Aetna Foundation Gives $25,000 To Help Latino Families In The Bronx Live Healthier

The Aetna Foundation has awarded a $25,000 grant to The Committee for Hispanic Children and Families, Inc. (CHCF) to help Latino families in the Bronx adopt healthy eating habits and exercise regularly. The funds support “Healthy Living,” the organization’s nutrition and fitness program for students and their families at P.S. 279 Captain Manuel Rivera, Jr., in the Fordham Heights neighborhood.

CHCF’s “Healthy Living” combines Latino culture with fun activities for the whole family, such as dancing, cooking classes and games. The free 10-week classes meet Saturdays at P.S./M.S. 279 at 2100 Walton Avenue.

Elba Montalvo, president and CEO of CHCF, says that “Healthy Living” aims to reverse high obesity rates and diet-related health problems among Latino families in the Bronx. Program participants, she notes, often suffer from diabetes, asthma or high blood pressure.

“Our participants work long hours, often at non-traditional times, which puts a strain on them and makes planning healthy meals and exercise a challenge,” said Montalvo. “Buying healthy food can be especially difficult. Full-service supermarkets are scarce. Many families have very limited incomes and are forced to choose cheap, non-nutritious food, resulting in both malnutrition and obesity. ‘Healthy Living’ shows another way.

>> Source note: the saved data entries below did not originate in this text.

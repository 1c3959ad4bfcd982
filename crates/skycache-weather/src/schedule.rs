//! Schedules and the registry of active ones.
//!
//! The registry is the single source of truth for "is this feed still
//! scheduled". Both the scheduler and the refresher hold it.

use parking_lot::RwLock;
use std::collections::HashMap;
use std::time::Duration;

use crate::error::WeatherError;

/// A recurring refresh of one source's forecast.
#[derive(Debug, Clone, PartialEq, Eq)]
pub struct Schedule {
    pub source_id: String,
    pub place: String,
    pub interval: Duration,
}

impl Schedule {
    pub fn new(source_id: impl Into<String>, place: impl Into<String>, interval: Duration) -> Self {
        Self {
            source_id: source_id.into(),
            place: place.into(),
            interval,
        }
    }

    /// An empty place is allowed; ticks for it are skipped.
    pub fn validate(&self) -> Result<(), WeatherError> {
        if self.source_id.trim().is_empty() {
            return Err(WeatherError::InvalidSchedule(
                "source id cannot be empty".to_string(),
            ));
        }
        if self.interval.is_zero() {
            return Err(WeatherError::InvalidSchedule(format!(
                "interval for '{}' must be greater than zero",
                self.source_id
            )));
        }
        Ok(())
    }
}

/// Active schedules keyed by source id.
#[derive(Debug, Default)]
pub struct ScheduleRegistry {
    schedules: RwLock<HashMap<String, Schedule>>,
}

impl ScheduleRegistry {
    pub fn new() -> Self {
        Self::default()
    }

    /// Insert or replace. Returns the previous schedule for the same source.
    pub fn insert(&self, schedule: Schedule) -> Option<Schedule> {
        self.schedules
            .write()
            .insert(schedule.source_id.clone(), schedule)
    }

    pub fn remove(&self, source_id: &str) -> Option<Schedule> {
        self.schedules.write().remove(source_id)
    }

    pub fn is_active(&self, source_id: &str) -> bool {
        self.schedules.read().contains_key(source_id)
    }

    /// Snapshot of active schedules, ordered by source id.
    pub fn active(&self) -> Vec<Schedule> {
        let mut schedules: Vec<Schedule> = self.schedules.read().values().cloned().collect();
        schedules.sort_by(|a, b| a.source_id.cmp(&b.source_id));
        schedules
    }

    pub fn len(&self) -> usize {
        self.schedules.read().len()
    }

    pub fn is_empty(&self) -> bool {
        self.schedules.read().is_empty()
    }

    pub fn clear(&self) {
        self.schedules.write().clear();
    }
}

We appreciate Aetna Foundation’s support.”

Sharon Dalton, vice president of the Aetna Foundation and director of its regional grant making, said, “Our mission is to promote health and wellness, particularly in underserved communities. By bringing together families and incorporating Hispanic traditions, CHCF’s program is a great way to make healthy new habits stick.”

Since CHCF launched “Healthy Living” in 2004, more than 800 people have taken classes. The program’s culture-based approach uses Latino traditions and values, such as traditional foods, Spanish seasonings, promenading in the plaza, dancing and music. The program includes field trips to farmers’ markets, tips for grocery shopping on a budget, and cooking classes that recreate favorite traditional dishes with less fat or sugar. The program is run by bilingual, bicultural staff members.